• _Records supplied_:
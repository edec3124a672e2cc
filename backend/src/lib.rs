pub mod bigpoly;
pub mod fft;
pub mod gadget;
pub mod module;
pub mod poly;
pub mod random;
pub mod torus;

pub use bigpoly::*;
pub use fft::*;
pub use gadget::*;
pub use module::*;
pub use poly::*;
pub use random::*;
pub use torus::*;
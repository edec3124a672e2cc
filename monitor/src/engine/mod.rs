//! Homomorphic automaton evaluation over TRGSW-encrypted bits.
//!
//! [ForwardEngine] tracks the current state as a one-hot vector of TRLWE
//! ciphertexts and answers for the prefix read so far. [BackwardEngine]
//! keeps one acceptance weight per state and answers for the suffix read so
//! far, bits arriving most recent first.

mod backward;
mod forward;

pub use backward::*;
pub use forward::*;

use backend::Torus;

/// Phase of an accepting verdict; rejecting verdicts carry its opposite.
pub fn verdict_mu() -> u32 {
    u32::from_f64(0.125)
}
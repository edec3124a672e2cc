//! Arithmetic predicates over encrypted samples.
//!
//! A [`Predicate`] maps one sample to one CKKS ciphertext per atomic
//! proposition, positive exactly when the proposition holds. Comparisons are
//! strict, see [`strict_margin`]. The [`PredicateEvaluator`] checks sample
//! sizes and brings every result down to the final level expected by the
//! bridge.

mod formulas;

pub use formulas::*;

use hemon_core::{
    CkksError,
    ckks::{CkksCiphertext, CkksEvaluator, CkksParameters, CkksPlaintext, NoEmbedEncoder, RelinearizationKey},
};

use crate::MonitorError;

/// Fraction of a coordinate's reference subtracted from every comparison.
pub const STRICT_MARGIN: f64 = 1.0 / 65536.0;

/// Bias that turns `a > b` into `a - b - margin > 0`.
///
/// The bridge reads the sign of a noisy value, and an exact tie `a == b`
/// would land on either side of zero. With the bias a tie is clearly
/// negative. Values within `margin` above the bound also read as false, in
/// the plain and the encrypted path alike.
pub fn strict_margin(reference: f64) -> f64 {
    reference * STRICT_MARGIN
}

/// Scheme-A operations available to a formula.
pub struct Arith<'a> {
    pub evaluator: &'a CkksEvaluator,
    pub encoder: &'a NoEmbedEncoder,
    pub rlk: &'a RelinearizationKey,
}

impl Arith<'_> {
    /// `value` encoded at the level and scale of `ct`, for additions.
    pub fn plain_like(&self, value: f64, ct: &CkksCiphertext) -> Result<CkksPlaintext, CkksError> {
        self.encoder.encode(value, ct.level(), ct.scale())
    }

    /// `value` encoded at the level of `ct` and the nominal scale, for products.
    pub fn plain_factor(&self, value: f64, ct: &CkksCiphertext) -> Result<CkksPlaintext, CkksError> {
        self.encoder.encode(value, ct.level(), self.evaluator.params().scale)
    }

    /// `ct * value` rescaled by one level.
    pub fn scale_by(&self, ct: &CkksCiphertext, value: f64) -> Result<CkksCiphertext, CkksError> {
        let k: CkksPlaintext = self.plain_factor(value, ct)?;
        self.evaluator
            .rescale_to_next(&self.evaluator.multiply_plain(ct, &k)?)
    }

    /// Multiplication by the constant 1 followed by a rescale: moves `ct` one
    /// level down along the same scale path as a genuine product.
    pub fn align(&self, ct: &CkksCiphertext) -> Result<CkksCiphertext, CkksError> {
        self.scale_by(ct, 1.0)
    }

    /// `ct^2`, relinearized and rescaled.
    pub fn square(&self, ct: &CkksCiphertext) -> Result<CkksCiphertext, CkksError> {
        let sq: CkksCiphertext = self.evaluator.square(ct)?;
        let sq: CkksCiphertext = self.evaluator.relinearize(&sq, self.rlk)?;
        self.evaluator.rescale_to_next(&sq)
    }
}

/// A fixed arithmetic formula over one signal sample.
///
/// `evaluate_plain` computes the same formula on cleartext values, so that
/// `evaluate_plain(x)[i] > 0` exactly when the decryption of
/// `evaluate(enc(x))[i]` is positive.
pub trait Predicate: Send {
    /// Number of ciphertexts in one sample.
    fn signal_size(&self) -> usize;

    /// Number of atomic propositions computed per sample.
    fn predicate_size(&self) -> usize;

    /// Upper bound on the magnitude of every output coordinate.
    fn references(&self) -> Vec<f64>;

    fn evaluate(&mut self, arith: &Arith, sample: &[CkksCiphertext]) -> Result<Vec<CkksCiphertext>, CkksError>;

    fn evaluate_plain(&mut self, sample: &[f64]) -> Vec<f64>;
}

pub struct PredicateEvaluator {
    predicate: Box<dyn Predicate>,
    evaluator: CkksEvaluator,
    encoder: NoEmbedEncoder,
    rlk: RelinearizationKey,
}

impl PredicateEvaluator {
    pub fn new(params: &CkksParameters, rlk: RelinearizationKey, predicate: Box<dyn Predicate>) -> Self {
        Self {
            predicate,
            evaluator: CkksEvaluator::new(params),
            encoder: NoEmbedEncoder::new(params),
            rlk,
        }
    }

    pub fn signal_size(&self) -> usize {
        self.predicate.signal_size()
    }

    pub fn predicate_size(&self) -> usize {
        self.predicate.predicate_size()
    }

    pub fn references(&self) -> Vec<f64> {
        self.predicate.references()
    }

    pub fn evaluator(&self) -> &CkksEvaluator {
        &self.evaluator
    }

    /// One final-level ciphertext per proposition.
    pub fn evaluate(&mut self, sample: &[CkksCiphertext]) -> Result<Vec<CkksCiphertext>, MonitorError> {
        self.check_size(sample.len())?;
        for ct in sample {
            self.evaluator.params().check_ciphertext(ct)?;
            if ct.size() != 2 {
                return Err(CkksError::UnsupportedSize(ct.size()).into());
            }
        }
        let arith: Arith = Arith {
            evaluator: &self.evaluator,
            encoder: &self.encoder,
            rlk: &self.rlk,
        };
        let predicates: Vec<CkksCiphertext> = self.predicate.evaluate(&arith, sample)?;
        #[cfg(debug_assertions)]
        {
            assert_eq!(predicates.len(), self.predicate.predicate_size());
        }
        predicates
            .iter()
            .map(|ct| Ok(self.evaluator.normalize_to_final(ct)?))
            .collect()
    }

    pub fn evaluate_plain(&mut self, sample: &[f64]) -> Result<Vec<f64>, MonitorError> {
        self.check_size(sample.len())?;
        Ok(self.predicate.evaluate_plain(sample))
    }

    fn check_size(&self, actual: usize) -> Result<(), MonitorError> {
        let expected: usize = self.predicate.signal_size();
        if actual != expected {
            return Err(MonitorError::SizeMismatch { expected, actual });
        }
        Ok(())
    }
}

• _Requirement_:
List, from the entries above, every line in which the word "square" shows up.

• _Answer to this task_:
    pub fn square(&self, ct: &CkksCiphertext) -> Result<CkksCiphertext, CkksError> {
        let sq: CkksCiphertext = self.evaluator.square(ct)?;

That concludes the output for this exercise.